En consecuencia, debemos concluir que la llegada de los Borbones, fue lo mejor que le pudo pasar a la vieja Monarquía Católica. Si tenemos en cuenta además el reinado del Archiduque Carlos de Austria (que no fue mejor ni más ortodoxo que el de Felipe V, al contrario) en el Sacro Imperio y el desarrollo de los diferentes conflictos internacionales, vemos que las guerras de religión continuaron, que Felipe V (que no tardó mucho en «españolizarse») supuso un nuevo impulso para la Monarquía tras una dinastía austríaca agotada y que, a la postre, permitieron que el Antiguo Régimen se mantuviera en las Españas hasta el Golpe de Estado de 1833.
Para finalizar, no podemos obviar tampoco que Felipe V se equivocó con los Decretos de Nueva Planta (que trató de corregir con una más que generosa financiación a la Corona de Aragón, especialmente al Principado de Cataluña). Tampoco que con Carlos III y Carlos IV se vivió una época de despotismo ministerial, más por culpa de algunos ministros que por los propios reyes. Sin embargo, todos aquellos errores que pudieron traer algunos monarcas Borbones legítimos, fueron depurados con el carlismo, que demostró que la esencia del espíritu hispánico no entiende de Casas, sino de Legitimidad. No mira si hay sangre austríaca o francesa en el monarca, sino que se adhiere al que, por la Gracia de Dios, es el legítimo depositario de los Derechos sobre los reinos hispánicos.
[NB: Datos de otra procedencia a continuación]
use super::optional;
use crate::aggregate::{self, GroupSum, Reduction, PROMOTION_LABEL};
use crate::dataset::columns::{
    CATEGORY, HOLIDAY_PROMOTION, INVENTORY_LEVEL, PRICE, PRODUCT_ID, REGION, UNITS_SOLD,
    WEATHER_CONDITION,
};
use crate::dataset::Dataset;
use crate::error::Result;
use crate::statistics::{correlation_matrix, distribution_by, CorrelationMatrix, GroupDistribution};
use serde::Serialize;

/// One region of the Region → Category units hierarchy.
#[derive(Debug, Clone, PartialEq, Serialize)]
pub struct HierarchyNode {
    pub region: String,
    pub units_sold: f64,
    pub categories: Vec<GroupSum>,
}

/// Per (category, product) summary: mean price, total units, mean inventory.
#[derive(Debug, Clone, PartialEq, Serialize)]
pub struct BubblePoint {
    pub category: String,
    pub product_id: String,
    pub mean_price: Option<f64>,
    pub units_sold: f64,
    pub mean_inventory: Option<f64>,
}

#[derive(Debug, Clone, Serialize)]
pub struct DeepVisualsReport {
    pub correlation: CorrelationMatrix,
    pub hierarchy: Option<Vec<HierarchyNode>>,
    pub bubbles: Option<Vec<BubblePoint>>,
    /// Units sold distribution per weather condition.
    pub weather: Option<Vec<GroupDistribution>>,
    /// Units sold distribution on promotion days vs normal days.
    pub promotion: Option<Vec<GroupDistribution>>,
    pub warnings: Vec<String>,
}

pub fn deep_visuals(dataset: &Dataset) -> Result<DeepVisualsReport> {
    let mut warnings = Vec::new();

    let correlation = correlation_matrix(dataset)?;
    let hierarchy = optional(hierarchy(dataset), "Region/category hierarchy", &mut warnings)?;
    let bubbles = optional(bubbles(dataset), "Price/demand bubbles", &mut warnings)?;

    let weather = if dataset.has_column(WEATHER_CONDITION) {
        optional(
            distribution_by(dataset, WEATHER_CONDITION, UNITS_SOLD),
            "Weather distribution",
            &mut warnings,
        )?
    } else {
        warnings.push(format!("Dataset has no {} column", WEATHER_CONDITION));
        None
    };

    let promotion = if dataset.has_column(HOLIDAY_PROMOTION) {
        optional(
            aggregate::promotion_labels(dataset)
                .and_then(|labelled| distribution_by(&labelled, PROMOTION_LABEL, UNITS_SOLD)),
            "Promotion distribution",
            &mut warnings,
        )?
    } else {
        warnings.push(format!("Dataset has no {} column", HOLIDAY_PROMOTION));
        None
    };

    Ok(DeepVisualsReport {
        correlation,
        hierarchy,
        bubbles,
        weather,
        promotion,
        warnings,
    })
}

fn hierarchy(dataset: &Dataset) -> Result<Vec<HierarchyNode>> {
    let table = aggregate::aggregate_by(dataset, &[REGION, CATEGORY], &[Reduction::sum(UNITS_SOLD)])?;
    let mut nodes: Vec<HierarchyNode> = Vec::new();
    // Rows arrive sorted by region, then category.
    for row in table.rows {
        let mut key = row.key.into_iter();
        let (Some(region), Some(category)) = (key.next(), key.next()) else {
            continue;
        };
        let sum = row.values[0].unwrap_or(0.0);
        match nodes.last_mut() {
            Some(node) if node.region == region => {
                node.units_sold += sum;
                node.categories.push(GroupSum { group: category, sum });
            }
            _ => nodes.push(HierarchyNode {
                region,
                units_sold: sum,
                categories: vec![GroupSum { group: category, sum }],
            }),
        }
    }
    Ok(nodes)
}

fn bubbles(dataset: &Dataset) -> Result<Vec<BubblePoint>> {
    let table = aggregate::aggregate_by(
        dataset,
        &[CATEGORY, PRODUCT_ID],
        &[
            Reduction::mean(PRICE),
            Reduction::sum(UNITS_SOLD),
            Reduction::mean(INVENTORY_LEVEL),
        ],
    )?;
    Ok(table
        .rows
        .into_iter()
        .filter_map(|row| {
            let mut key = row.key.into_iter();
            Some(BubblePoint {
                category: key.next()?,
                product_id: key.next()?,
                mean_price: row.values[0],
                units_sold: row.values[1].unwrap_or(0.0),
                mean_inventory: row.values[2],
            })
        })
        .collect())
}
Fueron los monarcas carlistas los que siglos después recuperaron y representaron el mejor espíritu de la Cristiandad española. Algo que viene dado por la sangre que otorga por origen y se ratifica por el ejercicio. Algo que jamás podrá tener ninguna ideología de laboratorio, ningún caudillo mediocre, ningún iluminado que innove o articule cualquier tipo de estrategia complicada y ambigua.